After teaching two classes in his new gig at Montana State University, Will Lautzenheiser checked himself into a hospital to treat what he thought was a leg cramp. But his situation turned out to be much more serious. His doctors soon realized that he was septic due to a severe streptococcal infection, and they informed Lautzenheiser that all four of his limbs had to be amputated.
On April 21, Emerson’s Bright Lights series screened Stumped, a 10-minute documentary about Lautzenheiser, in the Bright Family Screening Room to around 35 people. It was also shown on campus last semester as part of the ReelAbilities Film Festival. The 2014 short covered his illness, his rehabilitation, and his hopes for the future. The short was directed by Robin Berghaus, who met Lautzenheiser at Boston University.
The film provides a look into Lautzenheiser’s disease and recovery process, highlighting the struggles that he had to deal with every day and how he used comedy as a coping mechanism. It primarily focuses on Lautzenheiser simply living his life; in the movie, he takes a shower, brushes his teeth, and feeds himself with his prosthetic arm. The short includes pictures of his body pre-amputation, his limbs darkened and deteriorated. The film ends with Lautzenheiser performing a stand-up routine in front of a live audience.
After production on Stumped wrapped, Lautzenheiser received a call from one of his doctors at Brigham & Women’s Hospital in Boston telling him that he could receive a double arm transplant from an organ donor who had recently died. In October 2014, he successfully underwent the experimental transplantation.
“I don’t think it’s a joke, this donation,” said Lautzenheiser. “This gift is huge, and transformative, and restorative, just hugely. But you know, I put my fingers in my mouth and then I think, ‘My God! I wonder where they’ve been.’ I really don’t know where my hands have been.”
Wearing a blue button-down shirt and bandages over his new arms, the bearded Lautzenheiser introduced himself to the audience in the Bright Family Screening Room. In a discussion after the screening, he said that he used to teach film at Boston University, his alma mater. Eventually, he decided that it was “high time” to leave, and got the Montana State University job in the fall of 2011. Soon after, he received his life-changing diagnosis.
“So I often think that there must have been a clause in my BU contract somewhere that if you try to leave here, we’ll take your arms and legs,” joked Lautzenheiser. “If that’s the case, what would have happened if I had come to Emerson?”
Lautzenheiser said he accepted his disability early on in his recovery process. He said that while many people are grief-stricken and just give up, he remained resilient. He is now a disability mentor; his job is to offer support to people going through what he went through.

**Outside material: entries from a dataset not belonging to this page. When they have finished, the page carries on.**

//! RDP command transforms.
//!
//! Tile and image commands take sizes the way the gbi macros do (texel
//! counts, widths, mask dimensions, bit depths) and store them the way the
//! RDP reads them (minus one, in 10.2 fixed point, as log2).

use super::{CommandSpec, command, no_args, no_values, raw_args, raw_values};
use crate::common::arg::Arg;
use crate::common::error::{CodecError, Result};
use crate::isa::combiner;
use crate::isa::decode::DecodeContext;
use crate::isa::encode::ArgList;
use crate::isa::layout;
use crate::isa::opcodes::Opcode;
use crate::isa::othermode;
use crate::isa::rendermode;
use crate::isa::symbols::{FORMAT, SCISSOR_MODE, SIZE, WRAP};

command!(SETOTHERMODE_L, SetOtherModeL, "gsSPSetOtherMode", layout::SETOTHERMODE_L, 2, rendermode::encode_low, rendermode::decode_low);
command!(SETOTHERMODE_H, SetOtherModeH, "gsSPSetOtherMode", layout::SETOTHERMODE_H, 2, othermode::encode_high, othermode::decode_high);
command!(TEXRECT, TexRect, "gsDPTextureRectangle", layout::TEXRECT, 9, raw_args, raw_values);
command!(TEXRECTFLIP, TexRectFlip, "gsDPTextureRectangleFlip", layout::TEXRECTFLIP, 9, raw_args, raw_values);
command!(RDPLOADSYNC, RdpLoadSync, "gsDPLoadSync", layout::RDPLOADSYNC, 0, no_args, no_values);
command!(RDPPIPESYNC, RdpPipeSync, "gsDPPipeSync", layout::RDPPIPESYNC, 0, no_args, no_values);
command!(RDPTILESYNC, RdpTileSync, "gsDPTileSync", layout::RDPTILESYNC, 0, no_args, no_values);
command!(RDPFULLSYNC, RdpFullSync, "gsDPFullSync", layout::RDPFULLSYNC, 0, no_args, no_values);
command!(SETKEYGB, SetKeyGb, "gsDPSetKeyGB", layout::SETKEYGB, 6, raw_args, raw_values);
command!(SETKEYR, SetKeyR, "gsDPSetKeyR", layout::SETKEYR, 3, raw_args, raw_values);
command!(SETCONVERT, SetConvert, "gsDPSetConvert", layout::SETCONVERT, 6, raw_args, raw_values);
command!(SETSCISSOR, SetScissor, "gsDPSetScissor", layout::SETSCISSOR, 5, encode_scissor, decode_scissor);
command!(SETPRIMDEPTH, SetPrimDepth, "gsDPSetPrimDepth", layout::SETPRIMDEPTH, 2, raw_args, raw_values);
command!(RDPSETOTHERMODE, RdpSetOtherMode, "gsDPSetOtherMode", layout::RDPSETOTHERMODE, 2, raw_args, raw_values);
command!(LOADTLUT, LoadTlut, "gsDPLoadTLUTCmd", layout::LOADTLUT, 2, encode_loadtlut, decode_loadtlut);
command!(RDPHALF_2, RdpHalf2, "G_RDPHALF_2", layout::RDPHALF_2, 1, raw_args, raw_values);
command!(SETTILESIZE, SetTileSize, "gsDPSetTileSize", layout::SETTILESIZE, 5, encode_tile_size, decode_tile_size);
command!(LOADBLOCK, LoadBlock, "gsDPLoadBlock", layout::LOADBLOCK, 5, encode_load_block, decode_load_block);
command!(LOADTILE, LoadTile, "gsDPLoadTile", layout::LOADTILE, 5, encode_load_tile, decode_load_tile);
command!(SETTILE, SetTile, "gsDPSetTile", layout::SETTILE, 12, encode_settile, decode_settile);
command!(FILLRECT, FillRect, "gsDPFillRectangle", layout::FILLRECT, 4, raw_args, raw_values);
command!(SETFILLCOLOR, SetFillColor, "gsDPSetFillColor", layout::SETFILLCOLOR, 4, raw_args, raw_values);
command!(SETFOGCOLOR, SetFogColor, "gsDPSetFogColor", layout::SETFOGCOLOR, 4, raw_args, raw_values);
command!(SETBLENDCOLOR, SetBlendColor, "gsDPSetBlendColor", layout::SETBLENDCOLOR, 4, raw_args, raw_values);
command!(SETPRIMCOLOR, SetPrimColor, "gsDPSetPrimColor", layout::SETPRIMCOLOR, 6, raw_args, raw_values);
command!(SETENVCOLOR, SetEnvColor, "gsDPSetEnvColor", layout::SETENVCOLOR, 4, raw_args, raw_values);
command!(SETCOMBINE, SetCombine, "gsDPSetCombineLERP", layout::SETCOMBINE, 16, combiner::encode, combiner::decode);
command!(SETTIMG, SetTImg, "gsDPSetTextureImage", layout::SETTIMG, 3, encode_image, decode_image);
command!(SETZIMG, SetZImg, "gsDPSetDepthImage", layout::SETZIMG, 1, raw_args, raw_values);
command!(SETCIMG, SetCImg, "gsDPSetColorImage", layout::SETCIMG, 4, encode_color_image, decode_color_image);

/// Largest palette a single `G_LOADTLUT` can load.
const MAX_TLUT_ENTRIES: i64 = 1024;

/// Resolves a texel size argument to its raw `G_IM_SIZ_*` value.
///
/// Integers are bit depths (4, 8, 16, 32) or raw values (0 to 3); symbols go
/// through the size table.
pub(crate) fn resolve_siz(arg: &Arg) -> Result<i64> {
    let depth = match arg {
        Arg::Int(value) => Some(*value),
        Arg::Sym(_) => arg.as_int(),
        Arg::Flags(_) => None,
    };
    match depth {
        Some(bits @ (4 | 8 | 16 | 32)) => Ok(i64::from((bits / 4).trailing_zeros())),
        Some(raw @ 0..=3) => Ok(raw),
        Some(other) => Err(CodecError::UnknownSymbol {
            table: SIZE.name,
            symbol: other.to_string(),
        }),
        None => match SIZE.resolve(arg)? {
            raw @ 0..=3 => Ok(raw),
            other => Err(CodecError::UnknownSymbol {
                table: SIZE.name,
                symbol: other.to_string(),
            }),
        },
    }
}

/// Bits per texel of a raw `G_IM_SIZ_*` value.
pub(crate) const fn texel_bits(siz: i64) -> i64 {
    4 << siz
}

fn encode_scissor(args: &ArgList<'_>) -> Result<Vec<i64>> {
    Ok(vec![
        args.int(0, "xl")?,
        args.int(1, "yl")?,
        args.symbol(2, &SCISSOR_MODE)?,
        args.int(3, "xh")?,
        args.int(4, "yh")?,
    ])
}

fn decode_scissor(values: &[i64], ctx: &mut DecodeContext<'_>) -> Vec<Arg> {
    let mut args = raw_values(values, ctx);
    if let Some(mode) = args.get_mut(2) {
        *mode = SCISSOR_MODE.symbolize(values[2]);
    }
    args
}

fn encode_loadtlut(args: &ArgList<'_>) -> Result<Vec<i64>> {
    let count = args.int(1, "count")?;
    if !(0..=MAX_TLUT_ENTRIES).contains(&count) {
        return Err(args.invalid("count", format!("{count} palette entries is out of range")));
    }
    Ok(vec![args.int(0, "tile")?, ((count - 1) & 0x3FF) << 2])
}

fn decode_loadtlut(values: &[i64], ctx: &mut DecodeContext<'_>) -> Vec<Arg> {
    let &[tile, count] = values else {
        return raw_values(values, ctx);
    };
    vec![Arg::Int(tile), Arg::Int(((count >> 2) & 0x3FF) + 1)]
}

fn encode_tile_size(args: &ArgList<'_>) -> Result<Vec<i64>> {
    Ok(vec![
        args.int(0, "uls")?,
        args.int(1, "ult")?,
        args.int(2, "tile")?,
        fixed_10_2(args, 3, "width")?,
        fixed_10_2(args, 4, "height")?,
    ])
}

/// Converts a whole-texel extent to its stored 10.2 lower-right coordinate.
fn fixed_10_2(args: &ArgList<'_>, index: usize, field: &'static str) -> Result<i64> {
    let extent = args.offset(index, field, -1)?;
    args.checked(field, extent.checked_mul(4))
}

fn decode_tile_size(values: &[i64], ctx: &mut DecodeContext<'_>) -> Vec<Arg> {
    let &[uls, ult, tile, lrs, lrt] = values else {
        return raw_values(values, ctx);
    };
    vec![
        Arg::Int(uls),
        Arg::Int(ult),
        Arg::Int(tile),
        Arg::Int((lrs >> 2) + 1),
        Arg::Int((lrt >> 2) + 1),
    ]
}

fn encode_load_block(args: &ArgList<'_>) -> Result<Vec<i64>> {
    Ok(vec![
        args.int(0, "uls")?,
        args.int(1, "ult")?,
        args.int(2, "tile")?,
        args.offset(3, "texels", -1)?,
        args.int(4, "dxt")?,
    ])
}

fn decode_load_block(values: &[i64], ctx: &mut DecodeContext<'_>) -> Vec<Arg> {
    let mut args = raw_values(values, ctx);
    if let (Some(texels), Some(&raw)) = (args.get_mut(3), values.get(3)) {
        *texels = Arg::Int(raw + 1);
    }
    args
}

fn encode_load_tile(args: &ArgList<'_>) -> Result<Vec<i64>> {
    Ok(vec![
        args.scaled(0, "uls", 4)?,
        args.scaled(1, "ult", 4)?,
        args.int(2, "tile")?,
        args.scaled(3, "lrs", 4)?,
        args.scaled(4, "lrt", 4)?,
    ])
}

fn decode_load_tile(values: &[i64], _ctx: &mut DecodeContext<'_>) -> Vec<Arg> {
    values
        .iter()
        .enumerate()
        .map(|(i, &v)| Arg::Int(if i == 2 { v } else { v >> 2 }))
        .collect()
}

/// Converts a tile mask dimension to the stored log2.
fn mask_log2(args: &ArgList<'_>, index: usize, field: &'static str) -> Result<i64> {
    let dim = args.int(index, field)?;
    match dim {
        0 => Ok(0),
        d if d > 0 && d & (d - 1) == 0 => Ok(i64::from(d.trailing_zeros())),
        d => Err(args.invalid(field, format!("mask {d} is not a power of two"))),
    }
}

fn wrap_arg(raw: i64) -> Arg {
    if raw == 3 {
        return Arg::Flags(vec![Arg::sym("G_TX_CLAMP"), Arg::sym("G_TX_MIRROR")]);
    }
    WRAP.symbolize(raw)
}

fn encode_settile(args: &ArgList<'_>) -> Result<Vec<i64>> {
    Ok(vec![
        args.symbol(0, &FORMAT)?,
        resolve_siz(args.get(1)?)?,
        args.int(2, "line")?,
        args.int(3, "tmem")?,
        args.int(4, "tile")?,
        args.int(5, "palette")?,
        args.symbol(6, &WRAP)?,
        mask_log2(args, 7, "maskt")?,
        args.int(8, "shiftt")?,
        args.symbol(9, &WRAP)?,
        mask_log2(args, 10, "masks")?,
        args.int(11, "shifts")?,
    ])
}

fn decode_settile(values: &[i64], ctx: &mut DecodeContext<'_>) -> Vec<Arg> {
    let &[fmt, siz, line, tmem, tile, palette, cmt, maskt, shiftt, cms, masks, shifts] = values
    else {
        return raw_values(values, ctx);
    };
    vec![
        FORMAT.symbolize(fmt),
        SIZE.symbolize(siz),
        Arg::Int(line),
        Arg::Int(tmem),
        Arg::Int(tile),
        Arg::Int(palette),
        wrap_arg(cmt),
        Arg::Int(1 << maskt),
        Arg::Int(shiftt),
        wrap_arg(cms),
        Arg::Int(1 << masks),
        Arg::Int(shifts),
    ]
}

fn encode_image(args: &ArgList<'_>) -> Result<Vec<i64>> {
    Ok(vec![
        args.symbol(0, &FORMAT)?,
        resolve_siz(args.get(1)?)?,
        args.int(2, "address")?,
    ])
}

fn decode_image(values: &[i64], ctx: &mut DecodeContext<'_>) -> Vec<Arg> {
    let &[fmt, siz, address] = values else {
        return raw_values(values, ctx);
    };
    vec![FORMAT.symbolize(fmt), SIZE.symbolize(siz), Arg::Int(address)]
}

fn encode_color_image(args: &ArgList<'_>) -> Result<Vec<i64>> {
    Ok(vec![
        args.symbol(0, &FORMAT)?,
        resolve_siz(args.get(1)?)?,
        args.offset(2, "width", -1)?,
        args.int(3, "address")?,
    ])
}

fn decode_color_image(values: &[i64], ctx: &mut DecodeContext<'_>) -> Vec<Arg> {
    let &[fmt, siz, width, address] = values else {
        return raw_values(values, ctx);
    };
    vec![
        FORMAT.symbolize(fmt),
        SIZE.symbolize(siz),
        Arg::Int(width + 1),
        Arg::Int(address),
    ]
}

“You can’t even waste time with questions like, ‘Why is this happening?’ and ‘How do these things happen to anyone?’ and ‘What is suffering?’” said Lautzenheiser. “You might as well get on with your life and figure out something else and move forward, because you can’t answer those questions.”
Lautzenheiser said that he was in the intensive care unit for five months and in-house rehabilitation for half a year. After that, he went to outpatient rehabilitation five days a week before his double-arm transplant.
Lautzenheiser made a point to thank the people who supported him. He said that many of his coworkers in Montana gave up their sick days to keep him on the payroll. His twin brother stayed by his side the whole time, and his nonagenarian parents helped him find a new apartment without stairs.
One of the biggest challenges in Lautzenheiser’s life was figuring out what else he can do for work. Because of his difficulty with the physical aspect of filmmaking, he had to turn to other creative outlets, such as comedy. He said that Berghaus “tricked him” into talking about his disability at Improv Boston, a comedy club in Cambridge.
“Those types of outlets have been absolutely wonderful,” said Lautzenheiser. “It’s not only therapeutic for me, but I also think that it helps an audience see that maybe if someone becomes disabled or whatever you’re going through in your life, it doesn’t mean, necessarily, the end of the world.”
When Lautzenheiser received the transplant in 2014, Berghaus said she decided to turn the 10-minute film into a feature-length motion picture, which she hopes to release in 2017.
“I mean, I think that Will is an incredible person,” said Berghaus at the post-screening discussion. “We have to go and tell this longer story that was really, truly incredible.”